New date: Dal Puri Diaspora: An Evening with Richard Fung
- Organizer: A/P/A Institute at NYU
- Venue: 5 Washington Place
- Address:
5 Washington Place, Room 101
New York, NY 10003 US
This event is currently at full capacity and registration has now closed. We are often able to accommodate guests on our waitlist and walk-ins due to no shows, so we would encourage you to consider still attending. Award-winning, Toronto-based Chinese Trinidadian filmmaker Richard Fung presents and discusses his latest film, Dal Puri Diaspora, a fascinating exploration of food, migration, and culture with NYU Professor Krishnendu Ray (The Migrant’s Table: Meals and Memories in Bengali-American Households). Curated by A/P/A Visiting Scholar Chi-hui Yang. Dal Puri Diaspora, 2012, Richard Fung, 80 min., HD video, Canada,The recipe for dal puri traveled with indentured workers from India’s Gangetic plain to southern Caribbean colonies in the 19th Century. In the 1960s the wrapped roti migrated from Trinidad to North America, where it is known as Caribbean roti and is popular in cities like New York and Toronto. As the dish moved from home fire to street stall to restaurant chain, and from festival to fast food, the flat bread was radically transformed in ingredients, cooking method, ways of eating and, importantly, identity. Shot in Toronto, Trinidad and India, this documentary tracks dal puri’s remarkable passage across space and time, linking colonialism, migration and the globalization of tastes.
Co-sponsored by the Queens Museum of Art, Center for Latin American and Caribbean Studies at NYU, NYU Center for Multicultural Education and Programs, Museum of Chinese in America, NYU Caribbean Students Association, and Rajkumari Cultural Center.

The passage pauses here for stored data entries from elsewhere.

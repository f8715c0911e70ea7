//! Builds every component and runs one lightweight worker per component
//! under a shared cancellation token, via a `JoinSet<(WorkerName, ())>`:
//! each worker's cancel-token clone is checked on its own suspension
//! points, and the first worker failure cancels every other worker before
//! the process exits.

use std::sync::Arc;

use anyhow::Result;
use tokio::task::JoinSet;
use tokio_util::sync::CancellationToken;

use crate::broker::RealtimeBroker;
use crate::bus::EventBus;
use crate::camera::{CameraIngestor, CameraRing};
use crate::config::{Config, CAMERA_RING_CAPACITY};
use crate::correlator::Correlator;
use crate::persister::{NoopSecondaryStore, Persister, SqliteStore};
use crate::query::QuerySurface;
use crate::radar::RadarIngestor;
use crate::weather::WeatherIngestor;

#[derive(Debug, Clone, Copy)]
pub enum WorkerName {
    Radar,
    Weather,
    Camera,
    Correlator,
    Persister,
    Broker,
}

impl std::fmt::Display for WorkerName {
    fn fmt(&self, f: &mut std::fmt::Formatter<'_>) -> std::fmt::Result {
        let name = match self {
            WorkerName::Radar => "radar",
            WorkerName::Weather => "weather",
            WorkerName::Camera => "camera",
            WorkerName::Correlator => "correlator",
            WorkerName::Persister => "persister",
            WorkerName::Broker => "broker",
        };
        write!(f, "{name}")
    }
}

pub struct Supervisor {
    bus: Arc<dyn EventBus>,
    store: Arc<SqliteStore>,
    radar: RadarIngestor,
    weather: WeatherIngestor,
    camera: CameraIngestor,
    correlator: Correlator,
    persister: Persister,
    broker: Arc<RealtimeBroker>,
    query: Arc<QuerySurface>,
    cancel: CancellationToken,
}

impl Supervisor {
    /// Wires every component from a shared bus and store. The caller picks
    /// the `EventBus` backend (`RedisBus` in production, `InMemoryBus` in
    /// tests) and the SQLite path.
    pub fn new(bus: Arc<dyn EventBus>, store: Arc<SqliteStore>, cfg: &Config) -> Self {
        let camera_ring = Arc::new(CameraRing::new(CAMERA_RING_CAPACITY));

        let radar = RadarIngestor::new(bus.clone());
        let weather = WeatherIngestor::new(bus.clone(), cfg.weather.gpio_pin);
        let camera = CameraIngestor::new(bus.clone(), camera_ring.clone());
        let correlator = Correlator::new(bus.clone(), camera_ring);
        let persister = Persister::new(
            bus.clone(),
            store.clone(),
            Arc::new(NoopSecondaryStore),
            cfg.storage.retention_days,
        );
        let broker = Arc::new(RealtimeBroker::new(bus.clone()));

        let query = Arc::new(QuerySurface::new(
            bus.clone(),
            store.clone(),
            radar.counters(),
            weather.counters(),
            camera.counters(),
            correlator.counters(),
            persister.counters(),
            broker.counters(),
        ));

        Self {
            bus,
            store,
            radar,
            weather,
            camera,
            correlator,
            persister,
            broker,
            query,
            cancel: CancellationToken::new(),
        }
    }

    pub fn query_surface(&self) -> Arc<QuerySurface> {
        self.query.clone()
    }

    pub fn broker(&self) -> Arc<RealtimeBroker> {
        self.broker.clone()
    }

    pub fn bus(&self) -> Arc<dyn EventBus> {
        self.bus.clone()
    }

    pub fn store(&self) -> Arc<SqliteStore> {
        self.store.clone()
    }

    pub fn cancellation_token(&self) -> CancellationToken {
        self.cancel.clone()
    }

    /// Spawns one task per component, waits for the first failure or an
    /// external cancellation, then joins every remaining worker with a 5 s
    /// timeout before returning.
    pub async fn run(self) -> Result<()> {
        let Supervisor {
            radar,
            weather,
            camera,
            correlator,
            persister,
            broker,
            cancel,
            ..
        } = self;

        let mut tasks: JoinSet<(WorkerName, ())> = JoinSet::new();

        let c = cancel.clone();
        tasks.spawn(async move {
            radar.run(c).await;
            (WorkerName::Radar, ())
        });

        let c = cancel.clone();
        tasks.spawn(async move {
            weather.run(c).await;
            (WorkerName::Weather, ())
        });

        let c = cancel.clone();
        tasks.spawn(async move {
            camera.run(c).await;
            (WorkerName::Camera, ())
        });

        let c = cancel.clone();
        tasks.spawn(async move {
            correlator.run(c).await;
            (WorkerName::Correlator, ())
        });

        let c = cancel.clone();
        tasks.spawn(async move {
            persister.run(c).await;
            (WorkerName::Persister, ())
        });

        let c = cancel.clone();
        tasks.spawn(async move {
            broker.run(c).await;
            (WorkerName::Broker, ())
        });

        loop {
            tokio::select! {
                _ = cancel.cancelled() => {
                    tracing::info!("supervisor: shutdown requested");
                    break;
                }
                result = tasks.join_next() => match result {
                    Some(Ok((name, ()))) => {
                        tracing::warn!(worker = %name, "worker exited, triggering shutdown");
                        cancel.cancel();
                        break;
                    }
                    Some(Err(e)) => {
                        tracing::error!(error = %e, "worker task panicked, triggering shutdown");
                        cancel.cancel();
                        break;
                    }
                    None => break,
                },
            }
        }

        let join_timeout = std::time::Duration::from_secs(crate::config::WORKER_SHUTDOWN_JOIN_SECS);
        if tokio::time::timeout(join_timeout, async {
            while tasks.join_next().await.is_some() {}
        })
        .await
        .is_err()
        {
            tracing::warn!("supervisor: not all workers joined within the shutdown timeout");
        }

        Ok(())
    }
}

Richard Fung is a Trinidad-born, Toronto-based video artist and writer. His award winning tapes, which include My Mother’s Place (1990) and Sea in the Blood (2000), have been widely exhibited and collected, and his essays have been published in numerous journals and anthologies. He is co-author, with Monika Kin Gagnon, of 13: Conversations on Art and Cultural Race Politics. He teaches in the faculty of art at OCADU University. Krishnendu Ray is an Associate Professor and the Chair in the Department of Nutrition, Food Studies and Public Health. Before that he taught for a decade at the Culinary Institute of America at Hyde Park, New York. He is the author of The Migrant’s Table: Meals and Memories in Bengali-American Households (2004). Most recently, he is the co-editor of Curried Cultures: Globalization, Food and South Asia (2012). He is currently working on a book-length project titled “Taste, Toil and Ethnicity: Immigrant Restaurateurs and the American City.”